No surprise here: The holidays bought no Log4Shell relief.
Threat actors vigorously launched exploit attempts and testing during the last weeks of December, Microsoft said on Monday, in the latest update to its landing page and guidance around the flaws in Apache’s Log4j logging library.
“We have observed many existing attackers adding exploits of these vulnerabilities in their existing malware kits and tactics, from coin miners to hands-on-keyboard attacks,” according to Microsoft.
https://threatpost.com/microsoft-rampant-log4j-exploits-testing/177358/
Warning: Log4j Still Lurks Where Dependency Analysis Can’t Find It
The best programming practice to include a third-party library in source code is to use the import command. It is the easiest way to do it, and it is also the way that most dependency analysis programs work to determine if a vulnerable library is in play. But any time code is included without calling it as an external package, traditional dependency analysis might not be enough to find it — including when Java coders use a common trick to resolve conflicting dependencies during the design process.
A new study by jFrog found that 400 packages on repository Maven Central used Log4j code without calling it as an external package. Around a third of that came from fat jars — jar files that include all external dependencies to make a more efficient product. The remainder came from directly inserting Log4j code into the source code, including shading, a work-around used when two or more dependencies call different versions of the same library in a way that might conflict.
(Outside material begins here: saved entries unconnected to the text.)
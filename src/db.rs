// connexion BD + création du schéma

use sea_orm::sea_query::{Index, IndexCreateStatement};
use sea_orm::{
    ConnectOptions, ConnectionTrait, Database, DatabaseConnection, DbBackend, DbErr, EntityTrait,
    Schema, Statement,
};
use std::time::Duration;

use crate::config::AppConfig;
use crate::models::{
    capstone_projects, course_categories, courses, email_verification_tokens, enrollments,
    password_reset_tokens, payment_installments, project_enrollments, user_profiles, users,
};

pub async fn establish_connection(config: &AppConfig) -> Result<DatabaseConnection, DbErr> {
    let mut options = ConnectOptions::new(config.database_url.clone());
    options
        .max_connections(20)
        .connect_timeout(Duration::from_secs(10))
        .sqlx_logging(false);

    Database::connect(options).await
}

/// Tables (clés étrangères ON DELETE CASCADE issues des relations) puis
/// index UNIQUE composites. Tout est en IF NOT EXISTS : rejouable à chaque démarrage.
pub fn schema_statements(backend: DbBackend) -> Vec<Statement> {
    let schema = Schema::new(backend);

    // Ordre des tables = ordre des clés étrangères
    let mut statements = vec![
        create_table(&schema, backend, users::Entity),
        create_table(&schema, backend, user_profiles::Entity),
        create_table(&schema, backend, email_verification_tokens::Entity),
        create_table(&schema, backend, password_reset_tokens::Entity),
        create_table(&schema, backend, course_categories::Entity),
        create_table(&schema, backend, courses::Entity),
        create_table(&schema, backend, capstone_projects::Entity),
        create_table(&schema, backend, enrollments::Entity),
        create_table(&schema, backend, payment_installments::Entity),
        create_table(&schema, backend, project_enrollments::Entity),
    ];

    let composite = [
        unique_index(
            enrollments::Entity,
            "idx_enrollments_user_course",
            &[enrollments::Column::UserId, enrollments::Column::CourseId],
        ),
        unique_index(
            payment_installments::Entity,
            "idx_payment_installments_enrollment_number",
            &[
                payment_installments::Column::EnrollmentId,
                payment_installments::Column::InstallmentNumber,
            ],
        ),
        unique_index(
            project_enrollments::Entity,
            "idx_project_enrollments_enrollment_project",
            &[
                project_enrollments::Column::EnrollmentId,
                project_enrollments::Column::ProjectId,
            ],
        ),
        unique_index(
            capstone_projects::Entity,
            "idx_capstone_projects_course_order",
            &[capstone_projects::Column::CourseId, capstone_projects::Column::Order],
        ),
    ];
    statements.extend(composite.iter().map(|index| backend.build(index)));

    statements
}

fn create_table<E: EntityTrait>(schema: &Schema, backend: DbBackend, entity: E) -> Statement {
    let mut table = schema.create_table_from_entity(entity);
    table.if_not_exists();
    backend.build(&table)
}

fn unique_index<E>(entity: E, name: &str, columns: &[E::Column]) -> IndexCreateStatement
where
    E: EntityTrait,
{
    let mut index = Index::create();
    index.name(name).table(entity).unique().if_not_exists();
    for column in columns {
        index.col(*column);
    }
    index
}

pub async fn ensure_schema(db: &DatabaseConnection) -> Result<(), DbErr> {
    let statements = schema_statements(db.get_database_backend());
    let count = statements.len();
    for statement in statements {
        db.execute(statement).await?;
    }
    tracing::info!(statements = count, "database schema ensured");
    Ok(())
}

#[cfg(test)]
mod tests {
    use super::*;
    use sea_orm::{MockDatabase, MockExecResult};

    fn postgres_sql() -> Vec<String> {
        schema_statements(DbBackend::Postgres)
            .into_iter()
            .map(|s| s.sql)
            .collect()
    }

    fn table_sql(sql: &[String], table: &str) -> String {
        let prefix = format!("CREATE TABLE IF NOT EXISTS \"{}\"", table);
        sql.iter()
            .find(|s| s.starts_with(&prefix))
            .cloned()
            .unwrap_or_else(|| panic!("no CREATE TABLE for {}", table))
    }

    #[test]
    fn test_composite_unique_indexes() {
        let sql = postgres_sql();
        let unique: Vec<&String> = sql.iter().filter(|s| s.starts_with("CREATE UNIQUE INDEX")).collect();

        for (table, columns) in [
            ("enrollments", "(\"user_id\", \"course_id\")"),
            ("payment_installments", "(\"enrollment_id\", \"installment_number\")"),
            ("project_enrollments", "(\"enrollment_id\", \"project_id\")"),
            ("capstone_projects", "(\"course_id\", \"order\")"),
        ] {
            let on_table = format!("ON \"{}\" {}", table, columns);
            assert!(
                unique.iter().any(|s| s.contains(&on_table)),
                "missing unique index {}",
                on_table
            );
        }
        assert!(unique.iter().all(|s| s.contains("IF NOT EXISTS")));
    }

    #[test]
    fn test_children_of_enrollment_cascade() {
        let sql = postgres_sql();

        for table in ["payment_installments", "project_enrollments"] {
            let create = table_sql(&sql, table);
            assert!(create.contains("REFERENCES \"enrollments\" (\"id\") ON DELETE CASCADE"), "{}", create);
        }

        let enrollments = table_sql(&sql, "enrollments");
        assert!(enrollments.contains("REFERENCES \"users\" (\"id\") ON DELETE CASCADE"));
    }

    #[test]
    fn test_parent_tables_come_first() {
        let sql = postgres_sql();
        let position = |table: &str| {
            let prefix = format!("CREATE TABLE IF NOT EXISTS \"{}\"", table);
            sql.iter().position(|s| s.starts_with(&prefix)).unwrap()
        };

        assert!(position("users") < position("enrollments"));
        assert!(position("courses") < position("enrollments"));
        assert!(position("enrollments") < position("payment_installments"));
        assert!(position("capstone_projects") < position("project_enrollments"));
    }

    #[tokio::test]
    async fn test_ensure_schema_runs_every_statement() {
        let expected = schema_statements(DbBackend::Postgres).len();
        let db = MockDatabase::new(DbBackend::Postgres)
            .append_exec_results((0..expected).map(|_| MockExecResult {
                last_insert_id: 0,
                rows_affected: 0,
            }))
            .into_connection();

        ensure_schema(&db).await.unwrap();
        assert_eq!(db.into_transaction_log().len(), expected);
    }
}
While 400 may not seem like a lot for Maven Central, where Google found 17,000 packages implementing the vulnerable Log4j library, some of the 400 packages unearthed by JFrog are widely used.
Hackers Sending Malware-Filled USB Sticks to Companies Disguised as Presents
The "malicious USB stick" trick is old but apparently it's still wildly popular with the crooks.
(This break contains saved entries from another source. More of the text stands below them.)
pub mod activation;
pub mod auth_service;
pub mod certificate;
pub mod course_service;
pub mod currency;
pub mod email_service;
pub mod enrollment_service;
pub mod installment_service;
pub mod payment_service;
pub mod project_service;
Word to the wise: If a stranger ever offers you a random USB stick as a gift, best not to take it.
On Thursday, the FBI warned that a hacker group has been using the US mail to send malware-laden USB drives to companies in the defence, transportation and insurance industries. The criminals’ hope is that employees will be gullible enough to stick them into their computers, thus creating the opportunity for ransomware attacks or the deployment of other malicious software, The Record reports.
The hacker group behind this bad behaviour—a group called FIN7—has gone to great lengths to make their parcels appear innocuous. In some cases, packages were dressed up as if they were sent by the US Department of Health and Human Services, with notes explaining that the drives contained important information about COVID-19 guidelines. In other cases, they were delivered as if they had been sent via Amazon, along with a “decorative gift box containing a fraudulent thank you letter, counterfeit gift card, and a USB,” according to the FBI warning.
https://gizmodo.com/hackers-have-been-sending-malware-filled-usb-sticks-to-1848323578
Patch Systems Vulnerable To Critical Log4j Flaws, UK And US Officials Warn
One of the highest-severity vulnerabilities in years, Log4Shell remains under attack.
Criminals are actively exploiting the high-severity Log4Shell vulnerability on servers running VMware Horizon in an attempt to install malware that allows them to gain full control of affected systems, the UK’s publicly funded healthcare system is warning.
CVE-2021-44228 is one of the most severe vulnerabilities to come to light in the past few years. It resides in Log4J, a system-logging code library used in thousands if not millions of third-party applications and websites. That means there is a huge base of vulnerable systems. Additionally, the vulnerability is extremely easy to exploit and allows attackers to install Web shells, which provide a command window for executing highly privileged commands on hacked servers.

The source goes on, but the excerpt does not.